Nice, red, tall stiff,
In a vase,
On a table,
In a room,
In our house.

'According to Henderson, Kent's poem shows Japanese cultural influences! How stupid can you get?
The nearest Barry Kent has got to Japanese culture is sitting on the pillion of a stolen Honda.'


callmemadam: (books)
Adrian Mole and the Weapons of Mass Destruction. Sue Townsend combines anger with humour in her account of modern life as chronicled yet again by the hapless diarist. I read it very quickly and laughed all the way through, except for the part which made me cry. The reason I am writing about the book here is that it contains the most wonderful book fantasy. Moley is now, rather improbably, working for a second hand book dealer.
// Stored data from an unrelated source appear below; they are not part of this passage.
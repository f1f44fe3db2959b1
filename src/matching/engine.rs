use serde::{Deserialize, Serialize};

use crate::catalog::table::SolutionTable;
use crate::core::solution::Solution;
use crate::core::types::{CardId, MatchPass, MatchTier};
use crate::matching::ownership::OwnedSet;

/// Owned-quad thresholds for one pass over the solution table
#[derive(Debug, Clone, Copy, PartialEq, Eq, Serialize, Deserialize)]
pub struct MatchThresholds {
    /// Minimum owned quad cards when at least one support card is owned
    pub strong_min_quad: usize,
    /// Minimum owned quad cards when no support card is owned
    pub borrow_min_quad: usize,
}

/// Strict pass: near-complete decks only
pub const STRICT_THRESHOLDS: MatchThresholds = MatchThresholds {
    strong_min_quad: 3,
    borrow_min_quad: 4,
};

/// Relaxed pass, used only when the strict pass finds nothing
pub const RELAXED_THRESHOLDS: MatchThresholds = MatchThresholds {
    strong_min_quad: 1,
    borrow_min_quad: 3,
};

/// Configuration for the matching engine
#[derive(Debug, Clone, PartialEq, Eq, Serialize, Deserialize)]
pub struct MatchingConfig {
    pub strict: MatchThresholds,
    /// `None` disables the relaxed fallback
    pub relaxed: Option<MatchThresholds>,
    /// List decks one card short of the strict thresholds instead of
    /// buildable ones
    #[serde(default)]
    pub near_miss: bool,
}

impl Default for MatchingConfig {
    fn default() -> Self {
        Self {
            strict: STRICT_THRESHOLDS,
            relaxed: Some(RELAXED_THRESHOLDS),
            near_miss: false,
        }
    }
}

/// A solution that the owned set satisfies at some tier
#[derive(Debug, Clone, Serialize)]
pub struct MatchResult {
    pub solution: Solution,

    pub tier: MatchTier,

    /// Number of quad cards the player owns (0-4)
    pub quad_owned_count: usize,

    /// Owned support cards, or the whole support set when none is owned
    pub used_support_ids: Vec<CardId>,

    /// True if at least one support card is owned
    pub support_owned: bool,
}

/// Owned-card counts of one solution
struct Coverage {
    quad_owned_count: usize,
    owned_support: Vec<CardId>,
}

impl Coverage {
    fn of(solution: &Solution, owned: &OwnedSet) -> Self {
        Self {
            quad_owned_count: solution.quad.iter().filter(|&&id| owned.contains(id)).count(),
            owned_support: solution
                .support_set()
                .iter()
                .copied()
                .filter(|&id| owned.contains(id))
                .collect(),
        }
    }

    fn support_owned(&self) -> bool {
        !self.owned_support.is_empty()
    }

    fn into_result(self, solution: &Solution, tier: MatchTier) -> MatchResult {
        let support_owned = self.support_owned();
        let used_support_ids = if support_owned {
            self.owned_support
        } else {
            solution.support_set().to_vec()
        };

        MatchResult {
            solution: solution.clone(),
            tier,
            quad_owned_count: self.quad_owned_count,
            used_support_ids,
            support_owned,
        }
    }
}

impl MatchResult {
    /// Classify one solution against the owned set for a single pass.
    ///
    /// Returns `None` when the solution does not meet the pass thresholds.
    pub fn classify(
        solution: &Solution,
        owned: &OwnedSet,
        thresholds: MatchThresholds,
        relaxed: bool,
    ) -> Option<Self> {
        let coverage = Coverage::of(solution, owned);
        let quad_owned_count = coverage.quad_owned_count;

        let tier = match (coverage.support_owned(), relaxed) {
            (true, false) if quad_owned_count >= thresholds.strong_min_quad => MatchTier::Strong,
            (true, true) if quad_owned_count >= thresholds.strong_min_quad => {
                MatchTier::RelaxedStrong
            }
            (false, false) if quad_owned_count >= thresholds.borrow_min_quad => MatchTier::Borrow,
            (false, true) if quad_owned_count >= thresholds.borrow_min_quad => {
                MatchTier::RelaxedBorrow
            }
            _ => return None,
        };

        Some(coverage.into_result(solution, tier))
    }

    /// Classify a solution that misses `thresholds` by exactly one quad card.
    ///
    /// Buildable solutions and those further away return `None`.
    pub fn near_miss(
        solution: &Solution,
        owned: &OwnedSet,
        thresholds: MatchThresholds,
    ) -> Option<Self> {
        let coverage = Coverage::of(solution, owned);
        let (tier, needed) = if coverage.support_owned() {
            (MatchTier::NearStrong, thresholds.strong_min_quad)
        } else {
            (MatchTier::NearBorrow, thresholds.borrow_min_quad)
        };

        (needed > 0 && coverage.quad_owned_count + 1 == needed)
            .then(|| coverage.into_result(solution, tier))
    }
}

/// Matches surfaced for one calculation, in solution-table order
#[derive(Debug, Clone, Serialize)]
pub struct MatchOutcome {
    pub pass: MatchPass,
    pub results: Vec<MatchResult>,
}

impl MatchOutcome {
    pub fn is_empty(&self) -> bool {
        self.results.is_empty()
    }

    pub fn len(&self) -> usize {
        self.results.len()
    }
}

/// Run every pass the configuration allows, strictest first, and keep the
/// results of the first pass that produces anything.
pub fn match_solutions(
    solutions: &[Solution],
    owned: &OwnedSet,
    config: &MatchingConfig,
) -> MatchOutcome {
    if config.near_miss {
        let results: Vec<MatchResult> = solutions
            .iter()
            .filter_map(|s| MatchResult::near_miss(s, owned, config.strict))
            .collect();
        let pass = if results.is_empty() {
            MatchPass::None
        } else {
            MatchPass::NearMiss
        };
        return MatchOutcome { pass, results };
    }

    let strict = sweep(solutions, owned, config.strict, false);
    if !strict.is_empty() {
        return MatchOutcome {
            pass: MatchPass::Strict,
            results: strict,
        };
    }

    if let Some(thresholds) = config.relaxed {
        let relaxed = sweep(solutions, owned, thresholds, true);
        if !relaxed.is_empty() {
            return MatchOutcome {
                pass: MatchPass::Relaxed,
                results: relaxed,
            };
        }
    }

    MatchOutcome {
        pass: MatchPass::None,
        results: Vec::new(),
    }
}

fn sweep(
    solutions: &[Solution],
    owned: &OwnedSet,
    thresholds: MatchThresholds,
    relaxed: bool,
) -> Vec<MatchResult> {
    solutions
        .iter()
        .filter_map(|s| MatchResult::classify(s, owned, thresholds, relaxed))
        .collect()
}

/// The main matching engine
pub struct MatchingEngine<'a> {
    solutions: &'a SolutionTable,
    /// Pass thresholds
    config: MatchingConfig,
}

impl<'a> MatchingEngine<'a> {
    /// Create a new matching engine with default configuration
    pub fn new(solutions: &'a SolutionTable) -> Self {
        Self {
            solutions,
            config: MatchingConfig::default(),
        }
    }

    /// Create a new matching engine with custom configuration
    pub fn with_config(solutions: &'a SolutionTable, config: MatchingConfig) -> Self {
        Self { solutions, config }
    }

    pub fn config(&self) -> &MatchingConfig {
        &self.config
    }

    /// Find every solution the owned set satisfies
    pub fn find_matches(&self, owned: &OwnedSet) -> MatchOutcome {
        let outcome = match_solutions(self.solutions.solutions(), owned, &self.config);
        tracing::debug!(
            "{:?} pass matched {} of {} solutions",
            outcome.pass,
            outcome.len(),
            self.solutions.len()
        );
        outcome
    }
}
He goes with his cultured employer to value some books:

Every visible wall was lined with books. Books were stacked on the floor, on furniture, on chairs, on the kitchen table and next to the draining board. The stairs were a rat run of books. They were in the bath and filled every bedroom.
Lawrence Mortimer said, ‘As you can tell, my mother went doolally years ago. Me and my wife tried to get her certified in 1999, but her doctor said collecting books wasn’t a reason for having her put away.’…I could hardly breathe for excitement; one of the bedrooms I wandered into was filled entirely with children’s books in plastic covers. 

Mortimer pays them £50.00 to take the books away. 

I love Sue Townsend. She manages a sustained rant against what’s wrong with life yet still convinces the reader it is worth living.